Many of the 17th century buildings still stand tall in this tranquil little town but the grandeur of some of the architecture is a testament to the wealth that this little community used to enjoy – merchants, ship-owners and craftsmen took advantage of their geographical position and traded wool, coal and wine to the rest of the country – sounds like ingredients for a perfect cozy night in to me! But at the same time the place was always fraught with threats from pirates and witches, so some of the local legends and narratives are pretty colourful. Pop in to the South Queensferry Museum on the High Street for more tales and artifacts, it’s a really sweet (free) little museum and has some fantastic information about the construction of the bridges.
Forth Boat Tours
One of the highlights of my many visits to South Queensferry has been a trip on the Forth Belle. Granted, the name conjures images of a majestic Tall Ship with masts flapping in the breeze, an opportunity to don a head scarf à la Audrey Hepburn, however the reality is a boat that resembles something from Bay Watch and face-chaffing winds that even Elemis would struggle with BUT the experience is amazing. An hour and a half trip leaving from the Hawes Pier takes you under the big red bridge and around Inchcolm Island, Inchgarvie Island, oil supertankers and Haystack Rock. Onboard commentary gives you stories and facts about the islands in their hay-day and directs you to the spots where seals bask and puffins and kittiwakes waddle along. Some days, lucky passengers have also spotted dolphins and even killer whales near the bridges. The maid also disembarks at Inchcolm Island if you choose to get off and explore the old abbey and get closer to the puffins for some better photo’s.

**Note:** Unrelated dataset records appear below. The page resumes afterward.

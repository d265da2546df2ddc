//! The user-visible wallet operations: receive, send, mint, melt,
//! restore and check-spent. Composes the BDHKE engine, deterministic
//! secrets and output planner with an injected [`MintConnector`].
//!
//! Stateless between calls except for the cached active keyset
//! (spec.md §5) — proofs and counters are owned by the caller.

use ecash_core::amount::{split_amount, AmountPreference};
use ecash_core::dhke::Dhke;
use ecash_core::keyset::{Keys, KeysetId};
use ecash_core::primitives::{CurrencyUnit, MeltQuoteResponse, ProofState};
use ecash_core::proof::{Proof, Proofs};
use ecash_core::token::{Token, TokenEntry};
use tokio::sync::RwLock;
use tracing::instrument;

use crate::client::MintConnector;
use crate::error::WalletError;
use crate::planner::{self, construct_proofs, plan_blank_outputs, plan_outputs};
use crate::secret::DeterministicSecret;

/// Either an already-decoded [`Token`] or its `cashuA...` wire encoding.
/// `receive` accepts both, per spec.md §4.6.
pub enum TokenInput {
    Decoded(Token),
    Encoded(String),
}

impl From<Token> for TokenInput {
    fn from(token: Token) -> Self {
        TokenInput::Decoded(token)
    }
}

impl From<String> for TokenInput {
    fn from(encoded: String) -> Self {
        TokenInput::Encoded(encoded)
    }
}

impl From<&str> for TokenInput {
    fn from(encoded: &str) -> Self {
        TokenInput::Encoded(encoded.to_string())
    }
}

/// Result of [`Wallet::receive`].
#[derive(Debug, Default)]
pub struct ReceiveResult {
    pub token: Vec<TokenEntry>,
    pub tokens_with_errors: Option<Vec<TokenEntry>>,
}

/// Result of [`Wallet::send`].
#[derive(Debug)]
pub struct SendResult {
    pub return_change: Proofs,
    pub send: Proofs,
}

/// Result of [`Wallet::melt_tokens`].
#[derive(Debug)]
pub struct MeltResult {
    pub paid: bool,
    pub preimage: Option<String>,
    pub change: Proofs,
}

/// The wallet orchestrator, generic over the injected mint transport.
///
/// `C` is the only cyclic-reference-free capability this type needs; see
/// spec.md §9's design note on expressing the mint as an interface
/// rather than a concrete type.
pub struct Wallet<C: MintConnector> {
    client: C,
    dhke: Dhke,
    secret: Option<DeterministicSecret>,
    unit: CurrencyUnit,
    active_keyset: RwLock<Option<Keys>>,
}

impl<C: MintConnector> Wallet<C> {
    pub fn new(client: C, unit: CurrencyUnit) -> Self {
        Self {
            client,
            dhke: Dhke::new(),
            secret: None,
            unit,
            active_keyset: RwLock::new(None),
        }
    }

    pub fn with_seed(client: C, unit: CurrencyUnit, seed: DeterministicSecret) -> Self {
        Self {
            client,
            dhke: Dhke::new(),
            secret: Some(seed),
            unit,
            active_keyset: RwLock::new(None),
        }
    }

    pub fn unit(&self) -> &CurrencyUnit {
        &self.unit
    }

    /// Returns the cached active keyset, fetching it from the mint on
    /// first use.
    async fn active_keyset(&self) -> Result<Keys, WalletError> {
        if let Some(keys) = self.active_keyset.read().await.as_ref() {
            return Ok(keys.clone());
        }
        let response = self.client.get_keys(None).await?;
        let keys = response.keysets.into_iter().next().ok_or_else(|| {
            WalletError::MintError {
                code: 0,
                detail: "mint returned no keysets".into(),
            }
        })?;
        *self.active_keyset.write().await = Some(keys.clone());
        Ok(keys)
    }

    /// Returns the keys for `keyset_id`, refreshing the cache if it
    /// currently holds a different keyset (spec.md §5: "refreshed when a
    /// proof's keyset id does not match the cache").
    async fn keyset_for(&self, keyset_id: &str) -> Result<Keys, WalletError> {
        if let Some(keys) = self.active_keyset.read().await.as_ref() {
            if keys.keyset_id.as_str() == keyset_id {
                return Ok(keys.clone());
            }
        }
        let id = KeysetId::new(keyset_id)?;
        let response = self.client.get_keys(Some(&id)).await?;
        let keys = response
            .keysets
            .into_iter()
            .find(|k| k.keyset_id.as_str() == keyset_id)
            .ok_or_else(|| WalletError::MintError {
                code: 0,
                detail: format!("mint has no keyset {keyset_id}"),
            })?;
        *self.active_keyset.write().await = Some(keys.clone());
        Ok(keys)
    }

    /// Swaps a token entry's proofs for fresh ones, per spec.md §4.6
    /// `receive`.
    async fn receive_entry(
        &self,
        entry: &TokenEntry,
        preference: Option<&[AmountPreference]>,
        counter: Option<u32>,
    ) -> Result<TokenEntry, WalletError> {
        let amount: u64 = entry.proofs.iter().map(|p| p.amount).sum();
        let amounts = split_amount(amount, preference)?;
        let keyset = self.active_keyset().await?;
        let plan = plan_outputs(
            &self.dhke,
            &amounts,
            &keyset.keyset_id,
            self.secret.as_ref(),
            counter,
        )?;

        let inputs: Proofs = entry.proofs.clone().into();
        let response = self
            .client
            .swap(inputs, plan.blinded_messages())
            .await?;
        let proofs = construct_proofs(&self.dhke, &plan, &response.signatures, &keyset)?;

        Ok(TokenEntry {
            mint: entry.mint.clone(),
            proofs,
        })
    }

    /// Redeems an incoming token's proofs for fresh ones from this
    /// wallet's mint. Per-entry failures are isolated into
    /// `tokens_with_errors` rather than aborting the whole call.
    #[instrument(skip(self, token), err)]
    pub async fn receive(
        &self,
        token: impl Into<TokenInput>,
        preference: Option<&[AmountPreference]>,
        counter: Option<u32>,
    ) -> Result<ReceiveResult, WalletError> {
        let token = match token.into() {
            TokenInput::Decoded(token) => token,
            TokenInput::Encoded(encoded) => Token::deserialize(&encoded)?,
        };

        let mut out = Vec::new();
        let mut errors = Vec::new();
        for entry in &token.token {
            if entry.proofs.is_empty() {
                continue;
            }
            match self.receive_entry(entry, preference, counter).await {
                Ok(redeemed) => out.push(redeemed),
                Err(_) => errors.push(entry.clone()),
            }
        }

        Ok(ReceiveResult {
            token: out,
            tokens_with_errors: (!errors.is_empty()).then_some(errors),
        })
    }

    /// Selects proofs covering `amount`, swapping for exact change if the
    /// selection overshoots or a preference narrows the denominations.
    #[instrument(skip(self, proofs), err)]
    pub async fn send(
        &self,
        amount: u64,
        proofs: &Proofs,
        preference: Option<&[AmountPreference]>,
        counter: Option<u32>,
    ) -> Result<SendResult, WalletError> {
        let target = match preference {
            Some(preference) => preference.iter().map(|p| p.amount * p.count).sum(),
            None => amount,
        };

        let (selected, untouched_keep) = proofs
            .select_greedy(target)
            .ok_or(WalletError::InsufficientFunds)?;
        let selected_sum = selected.total_amount();

        if selected_sum == target && preference.is_none() {
            return Ok(SendResult {
                return_change: untouched_keep,
                send: selected,
            });
        }

        let keyset = self.active_keyset().await?;
        let keep_amounts = split_amount(selected_sum - target, None)?;
        let send_amounts = split_amount(target, preference)?;

        let keep_plan = plan_outputs(
            &self.dhke,
            &keep_amounts,
            &keyset.keyset_id,
            self.secret.as_ref(),
            counter,
        )?;
        let send_counter = counter.map(|c| c + keep_plan.len() as u32);
        let send_plan = plan_outputs(
            &self.dhke,
            &send_amounts,
            &keyset.keyset_id,
            self.secret.as_ref(),
            send_counter,
        )?;

        let keep_len = keep_plan.len();
        let combined = keep_plan.concat(send_plan);

        let response = self
            .client
            .swap(selected, combined.blinded_messages())
            .await?;
        let proofs = construct_proofs(&self.dhke, &combined, &response.signatures, &keyset)?;

        let mut keep_proofs: Vec<Proof> = proofs[..keep_len].to_vec();
        let send_proofs: Vec<Proof> = proofs[keep_len..].to_vec();

        let mut return_change: Vec<Proof> = untouched_keep.into_vec();
        return_change.append(&mut keep_proofs);

        Ok(SendResult {
            return_change: return_change.into(),
            send: send_proofs.into(),
        })
    }

    /// Mints fresh proofs for a paid mint quote.
    #[instrument(skip(self), err)]
    pub async fn mint_tokens(
        &self,
        amount: u64,
        quote_id: &str,
        preference: Option<&[AmountPreference]>,
        counter: Option<u32>,
    ) -> Result<Proofs, WalletError> {
        let amounts = split_amount(amount, preference)?;
        let keyset = self.active_keyset().await?;
        let plan = plan_outputs(
            &self.dhke,
            &amounts,
            &keyset.keyset_id,
            self.secret.as_ref(),
            counter,
        )?;

        let response = self.client.mint(quote_id, plan.blinded_messages()).await?;
        let proofs = construct_proofs(&self.dhke, &plan, &response.signatures, &keyset)?;
        Ok(proofs.into())
    }

    /// Pays a melt quote, reserving blank outputs for NUT-08 fee change.
    #[instrument(skip(self, proofs_to_send), err)]
    pub async fn melt_tokens(
        &self,
        quote: &MeltQuoteResponse,
        proofs_to_send: Proofs,
        keyset_id: Option<&str>,
        counter: Option<u32>,
    ) -> Result<MeltResult, WalletError> {
        let keyset = match keyset_id {
            Some(id) => self.keyset_for(id).await?,
            None => self.active_keyset().await?,
        };

        let plan = plan_blank_outputs(
            &self.dhke,
            quote.fee_reserve,
            &keyset.keyset_id,
            self.secret.as_ref(),
            counter,
        )?;

        let response = self
            .client
            .melt(&quote.quote, proofs_to_send, plan.blinded_messages())
            .await?;

        let change = match response.change {
            Some(signatures) => construct_proofs(&self.dhke, &plan, &signatures, &keyset)?,
            None => Vec::new(),
        };

        Ok(MeltResult {
            paid: response.paid,
            preimage: response.payment_preimage,
            change: change.into(),
        })
    }

    /// Recovers proofs for a deterministic secret range the mint has
    /// previously signed. Requires a seed.
    #[instrument(skip(self), err)]
    pub async fn restore(
        &self,
        start: u32,
        count: u32,
        keyset_id: &str,
    ) -> Result<Proofs, WalletError> {
        if self.secret.is_none() {
            return Err(WalletError::NoSeed);
        }

        let id = KeysetId::new(keyset_id)?;
        let amounts = vec![0u64; count as usize];
        let plan = plan_outputs(&self.dhke, &amounts, &id, self.secret.as_ref(), Some(start))?;

        let response = self.client.restore(plan.blinded_messages()).await?;

        let mut matched_rs = Vec::new();
        let mut matched_secrets = Vec::new();
        for returned in &response.outputs {
            if let Some(pending) = plan
                .outputs
                .iter()
                .find(|o| o.blinded_message.b_ == returned.b_)
            {
                matched_rs.push(pending.r);
                matched_secrets.push(pending.secret.clone());
            }
        }

        let keyset = self.keyset_for(keyset_id).await?;
        let proofs = self.dhke.construct_proofs(
            &response.signatures,
            &matched_rs,
            &matched_secrets,
            &keyset,
        )?;
        Ok(proofs.into())
    }

    /// Returns the subset of `proofs` the mint reports as spent, in the
    /// order they were supplied.
    #[instrument(skip(self, proofs), err)]
    pub async fn check_spent(&self, proofs: &Proofs) -> Result<Proofs, WalletError> {
        let secrets: Vec<String> = proofs.as_slice().iter().map(|p| p.secret.clone()).collect();
        let response = self.client.check(secrets).await?;

        let spent: Vec<Proof> = proofs
            .as_slice()
            .iter()
            .zip(response.states.iter())
            .filter(|(_, status)| status.state == ProofState::Spent)
            .map(|(proof, _)| proof.clone())
            .collect();
        Ok(spent.into())
    }
}

/// Merges entries sharing the same mint url — the token-format
/// counterpart used after a `receive` so a caller can re-serialize a
/// tidy token. Thin wrapper around [`Token::clean`].
pub fn clean_token(token: Token) -> Token {
    token.clean()
}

South Queensferry’s Watering Holes
There are plenty of establishments in the Ferry and most with good reputations. Have a pint of Jaipur at The Hawes Inn – an old 18th century drinking hole mentioned by both Robert Louis Stevenson in the book Kidnapped and Sir Walter Scott. In the winter you can cozy up in front of the fire, in the summer you can take in the views from their beer garden, either way you’re reliving history from some of the Greats!
Or, if you didn’t get your mussels at The Wee Restaurant over the water, then The Railbridge Bistro won’t disappoint. The window seats have great views and they sell local art work from their walls.
The kids would be happy with an ice-cream from The Parlour on the High Street – a high end sweet shop with the loveliest of welcomes.
So, there you have it – the perfect day-trip from Edinburgh and the tiniest of villages brimming with history. Local transport links into the city are pretty good too if you wanted to make it your base for further exploration – if you are here for longer be sure to check out some of the local beaches, Cramond and Hopetoun House too.